The marriage penalty may represent an optimal solution to a joint household maximization problem. If women have limited outside options in the labor market relative to their husbands, then specialization in home-based tasks might be economically efficient, even without children. However, the value of women’s home production is greatly diminished without children, suggesting a role for social norms in driving the marriage penalty, particularly those that constrain women’s mobility outside the home… Despite the fact that gender norms are more progressive in urban areas in South Asia, we find no significant difference between urban and rural marriage penalties… we argue that a woman’s education affects both household gender norms and her outside employment options. In contrast, her husband’s education affects household norms, but does not directly affect her employment prospects. This suggests that outside options at least in part play a role in determining the marriage penalty… We find strong evidence that women in households with more liberal gender norms experience smaller marriage penalties. The effects of education and social norms appear to be independent, suggesting that both opportunity costs and social norms play a role in driving the marriage penalty.

As a framework, the net penalty on female labour force participation can be considered as a cumulative result of three effects, as captured below.

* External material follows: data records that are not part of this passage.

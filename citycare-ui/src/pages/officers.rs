use crate::components::{FieldError, LoadingSpinner, Notice, RequireRole, StoreError, TextField};
use crate::server::{create_officer, delete_officer, list_officers};
use crate::state::{dispatch, error_message, use_stores};
use citycare_app::application::validation::StaffDraft;
use citycare_app::application::RosterStore;
use citycare_app::domain::Role;
use leptos::prelude::*;

#[component]
pub fn OfficersPage() -> impl IntoView {
    view! {
        <RequireRole roles=&[Role::Head]>
            <OfficerRoster/>
        </RequireRole>
    }
}

#[component]
fn OfficerRoster() -> impl IntoView {
    let roster = use_stores().officers;
    let confirming = RwSignal::new(None::<i64>);

    let name = RwSignal::new(String::new());
    let email = RwSignal::new(String::new());
    let phone = RwSignal::new(String::new());
    let password = RwSignal::new(String::new());
    let invalid = RwSignal::new(None::<String>);

    let load = move || {
        roster.update(RosterStore::begin);
        dispatch(roster, list_officers(), RosterStore::settle_fetch);
    };
    Effect::new(move |_| {
        if roster.with_untracked(RosterStore::needs_fetch) {
            load();
        }
    });

    let submit = move |ev: leptos::ev::SubmitEvent| {
        ev.prevent_default();
        let draft = StaffDraft {
            name: name.get_untracked(),
            email: email.get_untracked(),
            phone: phone.get_untracked(),
            password: password.get_untracked(),
            skills: Vec::new(),
        };
        match draft.validate_officer() {
            Ok(officer) => {
                invalid.set(None);
                [name, email, phone, password].iter().for_each(|field| field.set(String::new()));
                roster.update(RosterStore::begin);
                dispatch(roster, create_officer(officer), RosterStore::settle_create);
            }
            Err(e) => invalid.set(Some(e.to_string())),
        }
    };

    let remove = move |officer_id: i64| {
        confirming.set(None);
        roster.update(RosterStore::begin);
        dispatch(roster, delete_officer(officer_id), move |store, outcome| {
            store.settle_delete(officer_id, outcome)
        });
    };

    let busy = Signal::derive(move || roster.with(RosterStore::loading));
    let success = Signal::derive(move || roster.with(|s| s.success_message().map(str::to_string)));

    view! {
        <div class="page">
            <h1 class="page-title">"Officers"</h1>
            <Notice message=success/>
            <StoreError
                message=error_message(roster, RosterStore::error)
                on_retry=Callback::new(move |_| load())
            />

            <form class="form" on:submit=submit>
                <h3 class="form__title">"Add officer"</h3>
                <TextField label="Name" value=name/>
                <TextField label="Email" value=email input_type="email"/>
                <TextField label="Phone" value=phone input_type="tel"/>
                <TextField label="Initial password" value=password input_type="password"/>
                <FieldError message=invalid/>
                <button type="submit" class="button button--primary" prop:disabled=move || busy.get()>
                    "Create officer"
                </button>
            </form>

            {move || {
                let officers = roster.with(|s| s.entries().to_vec());
                if officers.is_empty() {
                    return if busy.get() {
                        view! { <LoadingSpinner/> }.into_any()
                    } else {
                        view! { <p class="page-empty">"No officers yet."</p> }.into_any()
                    };
                }
                view! {
                    <table class="roster">
                        <thead>
                            <tr><th>"Name"</th><th>"Email"</th><th>"Phone"</th><th></th></tr>
                        </thead>
                        <tbody>
                            {officers
                                .into_iter()
                                .map(|officer| {
                                    let officer_id = officer.id;
                                    view! {
                                        <tr>
                                            <td>{officer.name}</td>
                                            <td>{officer.email}</td>
                                            <td>{officer.phone}</td>
                                            <td>
                                                {move || if confirming.get() == Some(officer_id) {
                                                    view! {
                                                        <button class="button button--danger" on:click=move |_| remove(officer_id)>
                                                            "Confirm delete"
                                                        </button>
                                                        <button class="button" on:click=move |_| confirming.set(None)>
                                                            "Cancel"
                                                        </button>
                                                    }
                                                    .into_any()
                                                } else {
                                                    view! {
                                                        <button
                                                            class="button button--danger"
                                                            prop:disabled=move || busy.get()
                                                            on:click=move |_| confirming.set(Some(officer_id))
                                                        >
                                                            "Delete"
                                                        </button>
                                                    }
                                                    .into_any()
                                                }}
                                            </td>
                                        </tr>
                                    }
                                })
                                .collect::<Vec<_>>()}
                        </tbody>
                    </table>
                }
                .into_any()
            }}
        </div>
    }
}
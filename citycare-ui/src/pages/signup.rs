use crate::components::{FieldError, Notice, StoreError, TextField};
use crate::server::{send_otp, signup};
use crate::state::{dispatch, error_message, use_stores};
use citycare_app::application::validation::{self, SignupDraft};
use citycare_app::application::AuthState;
use citycare_app::domain::{OtpRequest, Role};
use citycare_errors::AppError;
use leptos::prelude::*;
use leptos::task::spawn_local;
use leptos_router::hooks::use_navigate;

/// Citizen self-registration; staff accounts are created by their managers.
#[component]
pub fn SignupPage() -> impl IntoView {
    let stores = use_stores();
    let navigate = use_navigate();

    let name = RwSignal::new(String::new());
    let email = RwSignal::new(String::new());
    let phone = RwSignal::new(String::new());
    let password = RwSignal::new(String::new());
    let confirm_password = RwSignal::new(String::new());
    let otp = RwSignal::new(String::new());
    let invalid = RwSignal::new(None::<String>);

    let busy = Signal::derive(move || stores.auth.with(AuthState::loading));
    let otp_notice = Signal::derive(move || {
        stores
            .auth
            .with(AuthState::otp_sent)
            .then(|| "OTP sent. Check your email.".to_string())
    });

    let request_otp = move |_: leptos::ev::MouseEvent| match validation::validate_email(&email.get_untracked()) {
        Ok(address) => {
            invalid.set(None);
            let request = OtpRequest {
                email: address,
                role: Role::Citizen,
            };
            stores.auth.update(AuthState::begin);
            dispatch(stores.auth, send_otp(request), AuthState::settle_otp);
        }
        Err(e) => invalid.set(Some(e.to_string())),
    };

    let submit = move |ev: leptos::ev::SubmitEvent| {
        ev.prevent_default();
        let draft = SignupDraft {
            name: name.get_untracked(),
            email: email.get_untracked(),
            phone: phone.get_untracked(),
            password: password.get_untracked(),
            confirm_password: confirm_password.get_untracked(),
            otp: otp.get_untracked(),
        };
        let request = match draft.validate() {
            Ok(request) => request,
            Err(e) => {
                invalid.set(Some(e.to_string()));
                return;
            }
        };
        invalid.set(None);
        stores.auth.update(AuthState::begin);

        let navigate = navigate.clone();
        spawn_local(async move {
            let outcome = signup(request).await.map_err(AppError::from_server_error);
            let home = outcome.as_ref().ok().map(Role::home_path);
            if outcome.is_ok() {
                stores.reset();
            }
            stores.auth.update(|auth| auth.settle_login(outcome));
            if let Some(home) = home {
                navigate(home, Default::default());
            }
        });
    };

    view! {
        <div class="auth-page">
            <h1 class="page-title">"Create an account"</h1>
            <form class="form" on:submit=submit>
                <TextField label="Full name" value=name/>
                <TextField label="Email" value=email input_type="email"/>
                <TextField label="Phone" value=phone input_type="tel"/>
                <TextField label="Password" value=password input_type="password"/>
                <TextField label="Confirm password" value=confirm_password input_type="password"/>
                <button type="button" class="button" prop:disabled=move || busy.get() on:click=request_otp>
                    "Send OTP"
                </button>
                <TextField label="OTP" value=otp/>
                <Notice message=otp_notice/>
                <FieldError message=invalid/>
                <StoreError message=error_message(stores.auth, AuthState::error)/>
                <button type="submit" class="button button--primary" prop:disabled=move || busy.get()>
                    {move || if busy.get() { "Please wait..." } else { "Sign up" }}
                </button>
            </form>
            <p class="auth-page__alt">"Already registered? " <a href="/login">"Log in"</a></p>
        </div>
    }
}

The marriage penalty is clearly higher in India compared to even its South Asian counterparts like Nepal and Bangladesh, pointing to historical and cultural factors. When faced with such entrenched legacies, public policy might be able to only do so much. Measures like establishing creches at workplaces or providing free bus passes might at best be tinkering at the margins. 

Even a significant increase in access to girl children’s school education might not be sufficient to overcome these penalties. This possibly explains the lack of meaningful improvements in the female labour force participation rate in India despite the considerable improvements in girl’s school enrollment and retention rates. 

Meaningful change in the status quo will require changes in cultural (within the family) and social (in society) norms and sharply increasing access to higher education for girls and good jobs. 

Higher education can enable women to get higher-paying and higher-status jobs and, over time, increase their now negligible proportion in senior management levels in public and private sectors. This kind of economic mobility/status, with several examples of aspirational models across small communities, might be required to have a significant impact on cultural and social norms. The factory-floor jobs in manufacturing, while very important, are more likely to take the long route to change in revising cultural and social norms. 

Public policy should pursue ways to increase access to higher education for female students - scholarships, preferential policies in admissions etc. Simultaneously, the private sector needs to become sensitive to increasing the share of women in senior management positions.